[Task]:
When you answer, copy every line of the listing below exactly.
****
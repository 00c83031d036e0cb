// ABOUTME: Route handlers for subject profile CRUD
// ABOUTME: Create, list, fetch, replace, and delete tracked user profiles
//
// SPDX-License-Identifier: MIT OR Apache-2.0
// Copyright (c) 2025 FitTrack Contributors

use std::sync::Arc;

use crate::errors::AppError;
use crate::models::{Subject, SubjectRequest};
use crate::resources::ServerResources;
use crate::routes::extractors::PathId;
use axum::{
    extract::State,
    http::StatusCode,
    response::{IntoResponse, Response},
    routing::get,
    Json, Router,
};
use uuid::Uuid;

/// Subject routes handler
pub struct SubjectRoutes;

impl SubjectRoutes {
    /// Create all subject routes
    pub fn routes(resources: Arc<ServerResources>) -> Router {
        Router::new()
            .route(
                "/api/subjects",
                get(Self::handle_list).post(Self::handle_create),
            )
            .route(
                "/api/subjects/:id",
                get(Self::handle_get)
                    .put(Self::handle_update)
                    .delete(Self::handle_delete),
            )
            .with_state(resources)
    }

    async fn load(resources: &ServerResources, id: Uuid) -> Result<Subject, AppError> {
        resources
            .database
            .get_subject(id)
            .await?
            .ok_or_else(|| AppError::not_found(format!("Subject {id}")))
    }

    /// Handle POST /api/subjects
    async fn handle_create(
        State(resources): State<Arc<ServerResources>>,
        Json(body): Json<SubjectRequest>,
    ) -> Result<Response, AppError> {
        let subject = Subject::from_request(body)?;
        resources.database.create_subject(&subject).await?;
        Ok((StatusCode::CREATED, Json(subject)).into_response())
    }

    /// Handle GET /api/subjects
    async fn handle_list(
        State(resources): State<Arc<ServerResources>>,
    ) -> Result<Response, AppError> {
        let subjects = resources.database.list_subjects().await?;
        Ok(Json(subjects).into_response())
    }

    /// Handle GET /api/subjects/:id
    async fn handle_get(
        State(resources): State<Arc<ServerResources>>,
        PathId(id): PathId,
    ) -> Result<Response, AppError> {
        let subject = Self::load(&resources, id).await?;
        Ok(Json(subject).into_response())
    }

    /// Handle PUT /api/subjects/:id
    async fn handle_update(
        State(resources): State<Arc<ServerResources>>,
        PathId(id): PathId,
        Json(body): Json<SubjectRequest>,
    ) -> Result<Response, AppError> {
        let mut subject = Self::load(&resources, id).await?;
        subject.apply(body)?;
        resources.database.update_subject(&subject).await?;
        Ok(Json(subject).into_response())
    }

    /// Handle DELETE /api/subjects/:id
    async fn handle_delete(
        State(resources): State<Arc<ServerResources>>,
        PathId(id): PathId,
    ) -> Result<Response, AppError> {
        resources.database.delete_subject(id).await?;
        Ok(StatusCode::NO_CONTENT.into_response())
    }
}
****
[Your response]:
repository 00c83031d036e0cb
// ABOUTME: Route handlers for subject profile CRUD
// ABOUTME: Create, list, fetch, replace, and delete tracked user profiles
//
// SPDX-License-Identifier: MIT OR Apache-2.0
// Copyright (c) 2025 FitTrack Contributors

use std::sync::Arc;

use crate::errors::AppError;
use crate::models::{Subject, SubjectRequest};
use crate::resources::ServerResources;
use crate::routes::extractors::PathId;
use axum::{
    extract::State,
    http::StatusCode,
    response::{IntoResponse, Response},
    routing::get,
    Json, Router,
};
use uuid::Uuid;

/// Subject routes handler
pub struct SubjectRoutes;

impl SubjectRoutes {
    /// Create all subject routes
    pub fn routes(resources: Arc<ServerResources>) -> Router {
        Router::new()
            .route(
                "/api/subjects",
                get(Self::handle_list).post(Self::handle_create),
            )
            .route(
                "/api/subjects/:id",
                get(Self::handle_get)
                    .put(Self::handle_update)
                    .delete(Self::handle_delete),
            )
            .with_state(resources)
    }

    async fn load(resources: &ServerResources, id: Uuid) -> Result<Subject, AppError> {
        resources
            .database
            .get_subject(id)
            .await?
            .ok_or_else(|| AppError::not_found(format!("Subject {id}")))
    }

    /// Handle POST /api/subjects
    async fn handle_create(
        State(resources): State<Arc<ServerResources>>,
        Json(body): Json<SubjectRequest>,
    ) -> Result<Response, AppError> {
        let subject = Subject::from_request(body)?;
        resources.database.create_subject(&subject).await?;
        Ok((StatusCode::CREATED, Json(subject)).into_response())
    }

    /// Handle GET /api/subjects
    async fn handle_list(
        State(resources): State<Arc<ServerResources>>,
    ) -> Result<Response, AppError> {
        let subjects = resources.database.list_subjects().await?;
        Ok(Json(subjects).into_response())
    }

    /// Handle GET /api/subjects/:id
    async fn handle_get(
        State(resources): State<Arc<ServerResources>>,
        PathId(id): PathId,
    ) -> Result<Response, AppError> {
        let subject = Self::load(&resources, id).await?;
        Ok(Json(subject).into_response())
    }

    /// Handle PUT /api/subjects/:id
    async fn handle_update(
        State(resources): State<Arc<ServerResources>>,
        PathId(id): PathId,
        Json(body): Json<SubjectRequest>,
    ) -> Result<Response, AppError> {
        let mut subject = Self::load(&resources, id).await?;
        subject.apply(body)?;
        resources.database.update_subject(&subject).await?;
        Ok(Json(subject).into_response())
    }

    /// Handle DELETE /api/subjects/:id
    async fn handle_delete(
        State(resources): State<Arc<ServerResources>>,
        PathId(id): PathId,
    ) -> Result<Response, AppError> {
        resources.database.delete_subject(id).await?;
        Ok(StatusCode::NO_CONTENT.into_response())
    }
}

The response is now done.